Figure 5 shows that for calcifications with D > 65μm, when θ = 5° and Ga = 0.5 J/m2, interfacial debonding would be the mode of failure, although these larger calcifications are rarely present in fibrous caps (the largest of the 81 μCalcs observed in the fibrous caps in Maldonado et al., (2012) was 60μm). For very small μCalcs where D < 5μm, σc > 545kPa; this large increase in σc, is due to the large surface energy of the void if it decreases in size as the μCalcs become smaller. Cavitation is unlikely to occur if this is the case since the surface energy term in equation 4 becomes dominant. Cavitation in the tissue is therefore likely to be the mode of failure for μCalcs between 5 μm and 65 μm for a void that is initially 10 times smaller than the μCalc. For μCalcs > 20μm, σc is nearly uniform and has a value of 416kPa (Figure 5). This value lies between the minimum rupture threshold (300kPa) and average rupture threshold (545kPa) observed to occur in Cheng et al., (1993), as first pointed out in Maldonado et al., (2012).

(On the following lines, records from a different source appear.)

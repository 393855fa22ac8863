//! Permissive numeric parsing
//!
//! Only the leading numeric run of the text is read, so `"42 items"` is 42.
//! Text without such a run yields `NaN` rather than an error.

/// Parse a leading base-10 integer, skipping leading whitespace
pub fn parse_int_prefix(input: &str) -> f64 {
    let s = input.trim_start();
    let (negative, rest) = split_sign(s);

    let digits = rest.bytes().take_while(u8::is_ascii_digit).count();
    if digits == 0 {
        return f64::NAN;
    }

    let value = rest[..digits]
        .bytes()
        .fold(0f64, |acc, b| acc * 10.0 + f64::from(b - b'0'));

    if negative {
        -value
    } else {
        value
    }
}

/// Parse a leading decimal number (fraction, exponent, `Infinity`), skipping leading whitespace
pub fn parse_float_prefix(input: &str) -> f64 {
    let s = input.trim_start();
    let (negative, rest) = split_sign(s);

    if rest.starts_with("Infinity") {
        return if negative {
            f64::NEG_INFINITY
        } else {
            f64::INFINITY
        };
    }

    let bytes = rest.as_bytes();
    let mut end = 0;

    let int_digits = count_digits(&bytes[end..]);
    end += int_digits;

    let mut frac_digits = 0;
    if bytes.get(end) == Some(&b'.') {
        frac_digits = count_digits(&bytes[end + 1..]);
        if int_digits > 0 || frac_digits > 0 {
            end += 1 + frac_digits;
        }
    }

    if int_digits == 0 && frac_digits == 0 {
        return f64::NAN;
    }

    // Exponent only counts when digits follow it
    if matches!(bytes.get(end), Some(b'e' | b'E')) {
        let mut exp_end = end + 1;
        if matches!(bytes.get(exp_end), Some(b'+' | b'-')) {
            exp_end += 1;
        }
        let exp_digits = count_digits(&bytes[exp_end.min(bytes.len())..]);
        if exp_digits > 0 {
            end = exp_end + exp_digits;
        }
    }

    match rest[..end].parse::<f64>() {
        Ok(value) if negative => -value,
        Ok(value) => value,
        Err(_) => f64::NAN,
    }
}

fn split_sign(s: &str) -> (bool, &str) {
    if let Some(rest) = s.strip_prefix('-') {
        (true, rest)
    } else if let Some(rest) = s.strip_prefix('+') {
        (false, rest)
    } else {
        (false, s)
    }
}

fn count_digits(bytes: &[u8]) -> usize {
    bytes.iter().take_while(|b| b.is_ascii_digit()).count()
}

#[cfg(test)]
mod tests {
    use super::*;

    #[test]
    fn test_int_prefix() {
        assert_eq!(parse_int_prefix("42"), 42.0);
        assert_eq!(parse_int_prefix("  -17 apples"), -17.0);
        assert_eq!(parse_int_prefix("+8"), 8.0);
        assert_eq!(parse_int_prefix("3.99"), 3.0);
        assert_eq!(parse_int_prefix("1e3"), 1.0);
        assert_eq!(parse_int_prefix("007"), 7.0);
        assert_eq!(parse_int_prefix("0x1F"), 0.0);
    }

    #[test]
    fn test_int_nan_sentinel() {
        assert!(parse_int_prefix("").is_nan());
        assert!(parse_int_prefix("abc").is_nan());
        assert!(parse_int_prefix("$5").is_nan());
        assert!(parse_int_prefix("-").is_nan());
    }

    #[test]
    fn test_float_prefix() {
        assert_eq!(parse_float_prefix("2.75abc"), 2.75);
        assert_eq!(parse_float_prefix(".5"), 0.5);
        assert_eq!(parse_float_prefix("5."), 5.0);
        assert_eq!(parse_float_prefix("-2.5e2kg"), -250.0);
        assert_eq!(parse_float_prefix("1e"), 1.0);
        assert_eq!(parse_float_prefix("1e+"), 1.0);
        assert_eq!(parse_float_prefix("  19.99 EUR"), 19.99);
        assert_eq!(parse_float_prefix("Infinity"), f64::INFINITY);
        assert_eq!(parse_float_prefix("-Infinity"), f64::NEG_INFINITY);
    }

    #[test]
    fn test_float_nan_sentinel() {
        assert!(parse_float_prefix("").is_nan());
        assert!(parse_float_prefix(".").is_nan());
        assert!(parse_float_prefix("€1.50").is_nan());
        assert!(parse_float_prefix("e5").is_nan());
    }
}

Both cavitation and debonding occur abruptly: in equation 2 for debonding, once the PCS reaches σd, the debonded area will grow abruptly, because the stress required to further debond decreases as the debonded area increases (Figure 6A). Note that for a μCalc with D = 40μm, if initially θ = 3°, σd the is 700kPa, Thus, once this threshold is reached debonding will be initiated and θ will grow, say to θ = 5°, where σd has now decreased to 545kPa. This decrease in σd allows the debonding process to continue as θ increases. For cavitation, any stress larger than σc initiates void growth, and the void will grow unbounded as its surface energy decreases until the local tissue stress falls below the minimum threshold. In the case of debonding once the entire surface of the μCalc is debonded from the tissue, the propagation of the rupture through the fibrous cap requires further tension. In the case of cavitation, as previously shown to occur in polymers (Gent and Park, 1984), the stress concentration between inclusions would lead to a cavitation process where the void grows at a right angle to the applied tension, propagating across the fibrous cap. Figure 6B shows the influence on the debonding threshold of the bond strength Ga between a μCalc and the fibrous cap. Values vary from a theoretical weak bond Ga = 0.2 to a strong bond Ga = 1. For Ga = 0.2 interfacial debonding would occur if D > 23μm, whereas for Ga = 0.5 the μCalc would have to be > 65μm.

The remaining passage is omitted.